(Collected data entries)
pub mod chat;
pub mod domain;
pub mod error;
pub mod expiry;
pub mod grading;
pub mod ledger;
pub mod lifecycle;
pub mod ports;
pub mod worker;

pub use domain::{
    CreditAccount, GradingResult, MarkingScheme, MeteredAction, PracticeSession,
    PracticeSubmission, Question, QuestionGrade, QuestionSource, SessionConfig, SessionStatus,
    SubmissionContent, UsageRecord,
};
pub use error::PracticeError;
pub use ports::{
    ChatMessage, ChatRole, Completion, CompletionRequest, CompletionService, DebitOutcome,
    PortError, PortResult, RepositoryService, StatusUpdate,
};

**Assigned task**
Copy out each record above exactly, leaving nothing out.

**Response**
pub mod chat;
pub mod domain;
pub mod error;
pub mod expiry;
pub mod grading;
pub mod ledger;
pub mod lifecycle;
pub mod ports;
pub mod worker;

pub use domain::{
    CreditAccount, GradingResult, MarkingScheme, MeteredAction, PracticeSession,
    PracticeSubmission, Question, QuestionGrade, QuestionSource, SessionConfig, SessionStatus,
    SubmissionContent, UsageRecord,
};
pub use error::PracticeError;
pub use ports::{
    ChatMessage, ChatRole, Completion, CompletionRequest, CompletionService, DebitOutcome,
    PortError, PortResult, RepositoryService, StatusUpdate,
};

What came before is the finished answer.